Two major installations by LASVIT cast their light in one of the world’s most beautiful hotels

The La Mamounia Hotel in Marrakesh is considered an oasis of calm in the middle of the Moroccan desert and one of the most beautiful and renown hotels in the world. For its near-100th birthday, La Mamounia has decided to refresh its interior, which is now complete for two brand-new installations made by Czech-based designer and manufacturer LASVIT, paying tribute to traditional Moroccan architecture and bringing a breath of fresh air to the luxurious space. 

The interior of La Mamounia (otherwise known as the Grande Dame) now shines brighter than ever before. The legendary hotel, which Winston Churchill called “the most beautiful place in the world,” is hidden in the secret niche of a courtyard adorned with columns and Moorish friezes, ancient olive trees, rose gardens, orange trees and thousands of other plant species. The hotel stands among 8 hectares of gardens, which were given as a royal wedding gift to Prince Mamoun in the 18th century. In 1923, the oasis was transformed into the La Mamounia Hotel, which combined Arabic and Andalusian architecture with Art Deco influences.
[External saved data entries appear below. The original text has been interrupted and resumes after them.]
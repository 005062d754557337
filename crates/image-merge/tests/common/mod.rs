#![allow(dead_code)]

use image::{Rgba, RgbaImage};
use lopdf::{Dictionary, Document, Object, Stream};
use std::path::{Path, PathBuf};

/// Write a solid-color PNG and return its path
pub fn write_png(dir: &Path, name: &str, width: u32, height: u32, color: [u8; 4]) -> PathBuf {
    let path = dir.join(name);
    RgbaImage::from_pixel(width, height, Rgba(color))
        .save(&path)
        .unwrap();
    path
}

pub fn create_test_pdf(num_pages: usize) -> Document {
    let mut doc = Document::with_version("1.7");

    // Create page tree root ID
    let pages_id = doc.new_object_id();

    // Create pages array
    let mut kids = Vec::new();
    for _ in 0..num_pages {
        let content_id = doc.add_object(Stream::new(Dictionary::new(), b"q Q".to_vec()));

        let page_id = doc.add_object(Dictionary::from_iter(vec![
            ("Type", Object::Name(b"Page".to_vec())),
            ("Parent", Object::Reference(pages_id)),
            (
                "MediaBox",
                Object::Array(vec![
                    Object::Integer(0),
                    Object::Integer(0),
                    Object::Integer(100),
                    Object::Integer(100),
                ]),
            ),
            ("Resources", Object::Dictionary(Dictionary::new())),
            ("Contents", Object::Reference(content_id)),
        ]));
        kids.push(Object::Reference(page_id));
    }

    // Create pages dict
    let pages_dict = Dictionary::from_iter(vec![
        ("Type", Object::Name(b"Pages".to_vec())),
        ("Kids", Object::Array(kids)),
        ("Count", Object::Integer(num_pages as i64)),
    ]);
    doc.objects.insert(pages_id, Object::Dictionary(pages_dict));

    // Create catalog
    let catalog_id = doc.add_object(Dictionary::from_iter(vec![
        ("Type", Object::Name(b"Catalog".to_vec())),
        ("Pages", Object::Reference(pages_id)),
    ]));

    doc.trailer.set("Root", catalog_id);

    doc
}

/// Write a blank PDF with `num_pages` 100x100pt pages
pub fn write_pdf(dir: &Path, name: &str, num_pages: usize) -> PathBuf {
    let path = dir.join(name);
    let mut doc = create_test_pdf(num_pages);
    let mut writer = Vec::new();
    doc.save_to(&mut writer).unwrap();
    std::fs::write(&path, writer).unwrap();
    path
}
The Paris-based interior designers Jouin Manku, who were responsible for the hotel’s entire renovation, teamed up with LASVIT to execute their idea with Bohemian perfection. Together they created two unique gems that illuminate the Tea Room and the Italian Restaurant, both located in the very heart of the hotel complex.

 A tribute to Moroccan architecture and European culture

The first of the lighting installations – a monumental crystal chandelier – decorates the Tea Room. It is almost six meters high and almost three metres wide, set above a mirror fountain in the centre of the room, and inspired by the design of traditional Arabic teahouses. The chandelier is composed of hundreds of glass pieces and pays homage to traditional Moroccan architecture. Its shape reflects the symbolic form of Moroccan ornamented vaulting – the so-called muqarnas – which are typical ceiling decorations in Arabic culture. However, the designers turned this muqarna upside down and gave it a modern look. The chandelier’s colour and materials bring a feeling of freshness and brightness to the entire space.

The second installation is located in the Italian restaurant, which has the feel of a greenhouse with large, glazed windows that open up onto the hotel’s lush gardens. The interior resembles a typical Italian trattoria with modern pazazz. Placed right above the open kitchen in the restaurant’s very middle, LASVIT’s installation becomes the star of the show, giving the entire interior an airy feel and a touch of timeless design. The biggest challenge faced by LASVIT when manufacturing this extraordinary installation lay in finding suitable materials which would last forever, even in a turbulent environment dedicated to the preparation of food. The Italian restaurant in the Moroccan hotel fits well with the hotel’s philosophy, which is very multicultural – the Tea Room, for example, draws inspiration from the French confectioner Pierre Hermé, whose macarons, as well as teas, are often considered the best in the world. In addition to the Italian restaurant, there are also the Asian restaurant, and the Churchill Bar designed in a typically British style.

Work of art in times of Covid

Czech glassmakers created both installations in compliance with the original design made by the Jouin Manku studio. In order to execute the idea with maximum precision, they had to come up with a unique pendant and lighting system. “Both installations have an ingenious system of internal lighting. Especially the chandelier in the Tea Room is very complex in this respect, as it combines three different lighting systems with several different types of glass. With this project, we have really pushed the boundaries of lighting design,” says Leon Jakimič, the owner and president of LASVIT.

The project was all the more complicated because it was created in the middle of the pandemic. “We had to coordinate the already technically demanding project as well as its installation remotely via video calls. It was a really big challenge for everyone, but also an interesting experience. I am proud of our team, because we dealt with it all very well,” adds Leon Jakimič.